Use the new scx_bpf_dsq_peek in scx_chaos to optimise for the fast path. This avoids locking the DSQs and should be beneficial in the common case where the DSQ is empty/nothing in the DSQ is ready.

Add a few stats for tracking how successful peek is. This works really well on my local machine for skipping the hot path.

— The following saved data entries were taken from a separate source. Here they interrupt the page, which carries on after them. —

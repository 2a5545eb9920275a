use anyhow::Context;
use async_trait::async_trait;
use reqwest::StatusCode;
use serde::{Deserialize, Serialize};
use tracing::error;

pub const DEFAULT_BASE_URL: &str = "https://ai.gateway.lovable.dev/v1";
pub const DEFAULT_MODEL: &str = "google/gemini-2.5-flash";

#[derive(Debug, Clone, Serialize, Deserialize)]
pub struct Message {
    pub role: String,
    pub content: String,
}

impl Message {
    pub fn system(content: impl Into<String>) -> Self {
        Self {
            role: "system".to_string(),
            content: content.into(),
        }
    }

    pub fn user(content: impl Into<String>) -> Self {
        Self {
            role: "user".to_string(),
            content: content.into(),
        }
    }
}

/// Failures talking to the chat-completion endpoint.
#[derive(Debug, thiserror::Error)]
pub enum LlmError {
    #[error("AI service is not configured")]
    NotConfigured,
    #[error("model endpoint rate limited the request")]
    RateLimited,
    #[error("model endpoint credits exhausted")]
    QuotaExceeded,
    #[error("model endpoint returned {status}: {body}")]
    Status { status: StatusCode, body: String },
    #[error("{0}")]
    Transport(#[from] reqwest::Error),
    #[error("Failed to parse LLM JSON: {0}")]
    InvalidResponse(#[from] serde_json::Error),
}

impl LlmError {
    /// Classify a non-success status from the endpoint.
    pub fn from_status(status: StatusCode, body: String) -> Self {
        match status {
            StatusCode::TOO_MANY_REQUESTS => LlmError::RateLimited,
            StatusCode::PAYMENT_REQUIRED => LlmError::QuotaExceeded,
            _ => LlmError::Status { status, body },
        }
    }
}

/// Connection settings for the model endpoint, read once at startup.
#[derive(Debug, Clone)]
pub struct LlmConfig {
    pub base_url: String,
    pub model: String,
    pub api_key: Option<String>,
}

impl Default for LlmConfig {
    fn default() -> Self {
        Self {
            base_url: DEFAULT_BASE_URL.to_string(),
            model: DEFAULT_MODEL.to_string(),
            api_key: None,
        }
    }
}

impl LlmConfig {
    pub fn from_env() -> Self {
        let base_url =
            dotenv::var("LLM_BASE_URL").unwrap_or_else(|_| DEFAULT_BASE_URL.to_string());
        let model = dotenv::var("LLM_MODEL").unwrap_or_else(|_| DEFAULT_MODEL.to_string());
        let api_key = dotenv::var("LOVABLE_API_KEY")
            .or_else(|_| dotenv::var("LLM_API_KEY"))
            .ok()
            .filter(|k| !k.is_empty());

        Self {
            base_url,
            model,
            api_key,
        }
    }
}

/// Something that can answer a chat-completion request.
#[async_trait]
pub trait ChatModel: Send + Sync {
    /// Model identifier sent upstream.
    fn model(&self) -> &str;

    /// Whether a credential is available.
    fn is_configured(&self) -> bool;

    /// Single non-streaming completion; returns the reply text, empty when
    /// the reply carried no content.
    async fn chat(&self, messages: &[Message]) -> Result<String, LlmError>;
}

pub struct LlmClient {
    client: reqwest::Client,
    config: LlmConfig,
}

impl LlmClient {
    pub fn new(config: LlmConfig) -> anyhow::Result<Self> {
        let client = reqwest::Client::builder()
            .build()
            .context("Failed to create HTTP client")?;

        Ok(Self { client, config })
    }

    /// Resolve the chat completions endpoint from the base URL.
    fn endpoint(&self) -> String {
        let base = self.config.base_url.trim_end_matches('/');
        if base.ends_with("/chat/completions") {
            base.to_string()
        } else if base.ends_with("/v1") {
            format!("{}/chat/completions", base)
        } else {
            format!("{}/v1/chat/completions", base)
        }
    }
}

#[async_trait]
impl ChatModel for LlmClient {
    fn model(&self) -> &str {
        &self.config.model
    }

    fn is_configured(&self) -> bool {
        self.config.api_key.is_some()
    }

    async fn chat(&self, messages: &[Message]) -> Result<String, LlmError> {
        let Some(key) = &self.config.api_key else {
            return Err(LlmError::NotConfigured);
        };

        let body = serde_json::json!({
            "model": self.config.model,
            "messages": messages,
        });

        let resp = self
            .client
            .post(self.endpoint())
            .bearer_auth(key)
            .json(&body)
            .send()
            .await?;

        let status = resp.status();
        let text = resp.text().await?;
        if !status.is_success() {
            error!(status = status.as_u16(), body = %text, "AI gateway error");
            return Err(LlmError::from_status(status, text));
        }

        let json: serde_json::Value = serde_json::from_str(&text)?;

        // Extract content from choices[0].message.content (handle null)
        let content = json["choices"]
            .get(0)
            .and_then(|c| c["message"]["content"].as_str())
            .unwrap_or("")
            .to_string();

        Ok(content)
    }
}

This mostly avoids contention with the crawling timer thread, as the insertion in chaos_enqueue and removal in chaos_dispatch are all local to one CPU and the locking overhead would be minimal.

Test plan:

  • CI
jake@merlin:/data/users/jake/repos/scx/ > cargo build --release -p scx_chaos && sudo target/release/scx_chaos --random-delay-frequency 0.01 --random-delay-min-us 100000 --random-delay-max-us 200000 --stats 10
...
    Finished `release` profile [optimized] target(s) in 1m 01s
11:28:59 [INFO] Running scx_chaos (build ID: 1.0.20-ga6134e95-dirty x86_64-unknown-linux-gnu)
11:28:59 [INFO] Builder { traits: [RandomDelays { frequency: 0.01, min_us: 100000, max_us: 200000 }], verbose: 0, kprobe_random_delays: None, p2dq_opts: SchedulerOpts { disable_kthreads_local: false, autoslice: false, interactive_ratio: 10, deadline: false, eager_load_balance: false, freq_control: false, greedy_idle_disable: true, interactive_sticky: false, interactive_fifo: false, dispatch_pick2_disable: false, dispatch_lb_busy: 75, dispatch_lb_interactive: true, keep_running: false, atq_enabled: false, cpu_priority: false, interactive_dsq: true, wakeup_lb_busy: 0, wakeup_llc_migrations: false, select_idle_in_enqueue: false, queued_wakeup: false, idle_resume_us: None, max_dsq_pick2: false, task_slice: false, min_slice_us: 100, lb_mode: Load, sched_mode: Default, lb_slack_factor: 5, min_llc_runs_pick2: 1, saturated_percent: 5, dsq_time_slices: [], dsq_shift: 4, llc_shards: 5, min_nr_queued_pick2: 0, dumb_queues: 3, init_dsq_index: 0, virt_llc_enabled: false, topo: TopologyArgs { virt_llc: None } }, requires_ppid: None }
11:28:59 [INFO] DSQ[0] slice_ns 100000
11:28:59 [INFO] DSQ[1] slice_ns 3200000
11:28:59 [INFO] DSQ[2] slice_ns 6400000
11:28:59 [WARN] libbpf: map 'chaos': BPF map skeleton link is uninitialized

chaos traits: random_delays/cpu_freq/degradation 0/0/0
        chaos excluded/skipped 0/0
        kprobe_random_delays 0
        timer kicks: 0
peek: empty/not_ready/needs_proc 1057/0/0
chaos traits: random_delays/cpu_freq/degradation 3/0/0
        chaos excluded/skipped 0/0
        kprobe_random_delays 0
        timer kicks: 3
peek: empty/not_ready/needs_proc 107168/309/9716
chaos traits: random_delays/cpu_freq/degradation 0/0/0
        chaos excluded/skipped 0/0
        kprobe_random_delays 0
        timer kicks: 0
peek: empty/not_ready/needs_proc 91787/0/15417
^C11:29:23 [INFO] Unregister scx_chaos scheduler

Use the new `scx_bpf_dsq_peek` in scx_chaos to optimise for the fast
path. This avoids locking the DSQs and should be beneficial in the
common case where the DSQ is empty/nothing in the DSQ is ready.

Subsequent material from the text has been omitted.